▸ PROBLEM DESCRIPTION:
Using the records below, quote only the span that opens with the line containing "driven by a" and closes with the line containing "mod speed_score;", exactly and inclusively.

Records drawn from a dataset

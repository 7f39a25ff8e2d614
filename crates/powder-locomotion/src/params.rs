use powder_core::ParamError;
use powder_gravity::GravityParams;
use serde::{Deserialize, Serialize};

/// Direction of the jump impulse.
#[derive(Copy, Clone, Debug, PartialEq, Eq, Serialize, Deserialize, Default)]
#[serde(rename_all = "snake_case")]
pub enum JumpAxis {
    /// Average of world up and the ground normal.
    #[default]
    Blended,
    /// Straight off the slope; leaves the in-plane velocity untouched.
    Normal,
    WorldUp,
}

/// Locomotion tunables. Angles are degrees, rates are per second.
#[derive(Copy, Clone, Debug, PartialEq, Serialize, Deserialize)]
#[serde(default)]
pub struct LocoParams {
    pub gravity: GravityParams,

    pub always_accelerate: bool,
    pub push_acceleration: f32,
    pub max_speed: f32,
    pub base_friction: f32,
    pub carve_extra_friction: f32,
    pub brake_extra_friction: f32,

    pub brake_strength: f32,
    pub boost_acceleration: f32,
    pub boost_max_speed_multiplier: f32,

    pub turn_rate_deg: f32,
    pub body_align_rate: f32,

    pub jump_force: f32,
    pub jump_axis: JumpAxis,

    /// How far below the base the probe still counts as ground.
    pub ground_check_distance: f32,
    /// Probe sphere starts this far above the base.
    pub probe_lift: f32,
    pub probe_radius: f32,
    pub normal_smoothing_rate: f32,

    /// Planar speed above which the ride direction follows velocity.
    pub ride_dir_min_speed: f32,
    /// Planar speed below which steering and braking are ignored.
    pub moving_epsilon: f32,
    pub steer_epsilon: f32,
    /// |steering| above which carve friction kicks in.
    pub carve_threshold: f32,
    /// throttle below -this means brake.
    pub brake_threshold: f32,
    /// throttle above this pushes when `always_accelerate` is off.
    pub accelerate_threshold: f32,

    /// Overlap radius used against obstacle triggers.
    pub body_radius: f32,
    pub hit_slow_factor: f32,
    pub hit_min_speed_after: f32,
    pub hit_cooldown: f32,
}

impl Default for LocoParams {
    fn default() -> Self {
        Self {
            gravity: GravityParams::default(),
            always_accelerate: true,
            push_acceleration: 12.0,
            max_speed: 35.0,
            base_friction: 5.0,
            carve_extra_friction: 8.0,
            brake_extra_friction: 16.0,
            brake_strength: 18.0,
            boost_acceleration: 20.0,
            boost_max_speed_multiplier: 1.2,
            turn_rate_deg: 90.0,
            body_align_rate: 8.0,
            jump_force: 8.0,
            jump_axis: JumpAxis::Blended,
            ground_check_distance: 0.4,
            probe_lift: 0.2,
            probe_radius: 0.2,
            normal_smoothing_rate: 15.0,
            ride_dir_min_speed: 0.5,
            moving_epsilon: 0.1,
            steer_epsilon: 0.01,
            carve_threshold: 0.1,
            brake_threshold: 0.1,
            accelerate_threshold: 0.1,
            body_radius: 0.4,
            hit_slow_factor: 0.4,
            hit_min_speed_after: 5.0,
            hit_cooldown: 0.3,
        }
    }
}

impl LocoParams {
    pub fn validate(&self) -> Result<(), ParamError> {
        self.gravity.validate()?;
        for (field, v) in [
            ("push_acceleration", self.push_acceleration),
            ("max_speed", self.max_speed),
            ("base_friction", self.base_friction),
            ("carve_extra_friction", self.carve_extra_friction),
            ("brake_extra_friction", self.brake_extra_friction),
            ("brake_strength", self.brake_strength),
            ("boost_acceleration", self.boost_acceleration),
            ("turn_rate_deg", self.turn_rate_deg),
            ("body_align_rate", self.body_align_rate),
            ("jump_force", self.jump_force),
            ("ground_check_distance", self.ground_check_distance),
            ("probe_lift", self.probe_lift),
            ("probe_radius", self.probe_radius),
            ("normal_smoothing_rate", self.normal_smoothing_rate),
            ("ride_dir_min_speed", self.ride_dir_min_speed),
            ("moving_epsilon", self.moving_epsilon),
            ("steer_epsilon", self.steer_epsilon),
            ("carve_threshold", self.carve_threshold),
            ("brake_threshold", self.brake_threshold),
            ("accelerate_threshold", self.accelerate_threshold),
            ("body_radius", self.body_radius),
            ("hit_min_speed_after", self.hit_min_speed_after),
            ("hit_cooldown", self.hit_cooldown),
        ] {
            ParamError::check_non_negative(field, v)?;
        }
        ParamError::check_range("boost_max_speed_multiplier", self.boost_max_speed_multiplier, 1.0, 10.0)?;
        ParamError::check_range("hit_slow_factor", self.hit_slow_factor, 0.0, 1.0)?;
        Ok(())
    }
}

/// Unscaled speed constants, kept so multiplier changes never compound.
#[derive(Copy, Clone, Debug, PartialEq)]
pub(crate) struct SpeedBase {
    pub max_speed: f32,
    pub push_acceleration: f32,
    pub boost_acceleration: f32,
}

impl SpeedBase {
    pub(crate) fn of(p: &LocoParams) -> Self {
        Self { max_speed: p.max_speed, push_acceleration: p.push_acceleration, boost_acceleration: p.boost_acceleration }
    }
    pub(crate) fn apply(&self, p: &mut LocoParams, mul: f32) {
        p.max_speed = self.max_speed * mul;
        p.push_acceleration = self.push_acceleration * mul;
        p.boost_acceleration = self.boost_acceleration * mul;
    }
}
//! Assembly layer: a `Rider` (locomotion + tricks + display blend) on a `Course`, driven by a
//! fixed-step `Session` with speed scoring and an optional pursuer.

mod config;
mod pose;
mod pursuit;
mod rider;
mod session;
mod speed_score;

pub use config::{RiderConfig, SessionConfig};
pub use pose::{classify, PoseInputs, RiderPose, BOMB_REL_SPEED};
pub use pursuit::{Chaser, ChaserParams, Pursuer};
pub use rider::{Rider, Telemetry};
pub use session::{FrameReport, RunSummary, Session, SessionBuilder};
pub use speed_score::SpeedScore;

pub use powder_controllers::{ScoreEvent, ScoreKind, ScoreSink};
pub use powder_core::InputIntent;
use powder_core::{look_rotation, lerp_t, project_on_plane, ParamError, Quat, Vec3};
use serde::{Deserialize, Serialize};

use crate::tricks::TrickState;

#[derive(Copy, Clone, Debug, PartialEq, Serialize, Deserialize)]
#[serde(default)]
pub struct VisualParams {
    /// Roll into the turn at full steering (deg).
    pub lean_deg: f32,
    /// Display slerp rate (1/s).
    pub lean_rate: f32,
    pub brake_yaw_deg: f32,
    pub brake_rate: f32,
    pub brake_back_lean_deg: f32,
    /// Fixed yaw between the physics frame and the mesh (deg).
    pub mesh_offset_deg: f32,
    pub upright_rate: f32,
}

impl Default for VisualParams {
    fn default() -> Self {
        Self {
            lean_deg: 25.0,
            lean_rate: 15.0,
            brake_yaw_deg: 90.0,
            brake_rate: 10.0,
            brake_back_lean_deg: 20.0,
            mesh_offset_deg: -90.0,
            upright_rate: 10.0,
        }
    }
}

impl VisualParams {
    pub fn validate(&self) -> Result<(), ParamError> {
        ParamError::check_finite("lean_deg", self.lean_deg)?;
        ParamError::check_finite("brake_yaw_deg", self.brake_yaw_deg)?;
        ParamError::check_finite("brake_back_lean_deg", self.brake_back_lean_deg)?;
        ParamError::check_finite("mesh_offset_deg", self.mesh_offset_deg)?;
        ParamError::check_non_negative("lean_rate", self.lean_rate)?;
        ParamError::check_non_negative("brake_rate", self.brake_rate)?;
        ParamError::check_non_negative("upright_rate", self.upright_rate)?;
        Ok(())
    }
}

/// Everything the blend reads for one frame.
#[derive(Copy, Clone, Debug)]
pub struct VisualInput {
    pub physics_rot: Quat,
    pub ground_normal: Vec3,
    pub grounded: bool,
    pub braking: bool,
    pub steering: f32,
    /// Trick phase is airborne (set at takeoff, cleared at landing).
    pub in_air: bool,
    pub flip_deg: f32,
    pub spin_deg: f32,
    pub takeoff_rot: Quat,
}

impl VisualInput {
    pub fn new(physics_rot: Quat, ground_normal: Vec3, grounded: bool, braking: bool, steering: f32, tricks: &TrickState) -> Self {
        Self {
            physics_rot,
            ground_normal,
            grounded,
            braking: grounded && braking,
            steering,
            in_air: tricks.airborne(),
            flip_deg: tricks.flip_angle,
            spin_deg: tricks.spin_angle,
            takeoff_rot: tricks.takeoff_rot,
        }
    }
}

/// Display orientation, kept apart from the physics orientation.
///
/// target = base * brake yaw * lean * (spin * flip) * mesh offset, optionally pulled upright on the
/// slope while grounded; the display slerps toward it.
#[derive(Copy, Clone, Debug)]
pub struct VisualBlend {
    params: VisualParams,
    brake_yaw: f32,
    target: Quat,
    display: Quat,
}

impl VisualBlend {
    pub fn new(params: VisualParams, initial: Quat) -> Self {
        let offset = Quat::from_rotation_y(params.mesh_offset_deg.to_radians());
        let rot = (initial * offset).normalize();
        Self { params, brake_yaw: 0.0, target: rot, display: rot }
    }

    #[inline] pub fn params(&self) -> &VisualParams { &self.params }
    #[inline] pub fn display(&self) -> Quat { self.display }
    #[inline] pub fn target(&self) -> Quat { self.target }
    #[inline] pub fn brake_yaw(&self) -> f32 { self.brake_yaw }

    pub fn update(&mut self, inp: &VisualInput, dt: f32) -> Quat {
        let p = &self.params;
        let on_ground = inp.grounded && !inp.in_air;

        let lean = if on_ground && !inp.braking {
            -inp.steering * p.lean_deg
        } else if inp.grounded && inp.braking {
            -p.brake_back_lean_deg
        } else {
            0.0
        };

        let brake_target = if inp.grounded && inp.braking { p.brake_yaw_deg } else { 0.0 };
        self.brake_yaw += (brake_target - self.brake_yaw) * lerp_t(p.brake_rate, dt);

        let base = if inp.in_air { inp.takeoff_rot } else { inp.physics_rot };
        let brake = Quat::from_rotation_y(self.brake_yaw.to_radians());
        let roll = Quat::from_rotation_z(lean.to_radians());
        let trick = Quat::from_rotation_y(inp.spin_deg.to_radians()) * Quat::from_rotation_x(inp.flip_deg.to_radians());
        let offset = Quat::from_rotation_y(p.mesh_offset_deg.to_radians());
        let mut target = (base * brake * roll * trick * offset).normalize();

        if on_ground {
            let n = inp.ground_normal.try_normalize().unwrap_or(Vec3::Y);
            let mut flat = project_on_plane(target * Vec3::Z, n);
            if flat.length_squared() < 1.0e-4 {
                flat = project_on_plane(target * Vec3::X, n);
            }
            if flat.length_squared() > 1.0e-4 {
                if let Some(upright) = look_rotation(flat, n) {
                    target = target.slerp(upright, lerp_t(p.upright_rate, dt));
                }
            }
        }

        self.target = target;
        self.display = self.display.slerp(target, lerp_t(p.lean_rate, dt)).normalize();
        self.display
    }
}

▸ YOUR SOLUTION:
//! Assembly layer: a `Rider` (locomotion + tricks + display blend) on a `Course`, driven by a
//! fixed-step `Session` with speed scoring and an optional pursuer.

mod config;
mod pose;
mod pursuit;
mod rider;
mod session;
mod speed_score;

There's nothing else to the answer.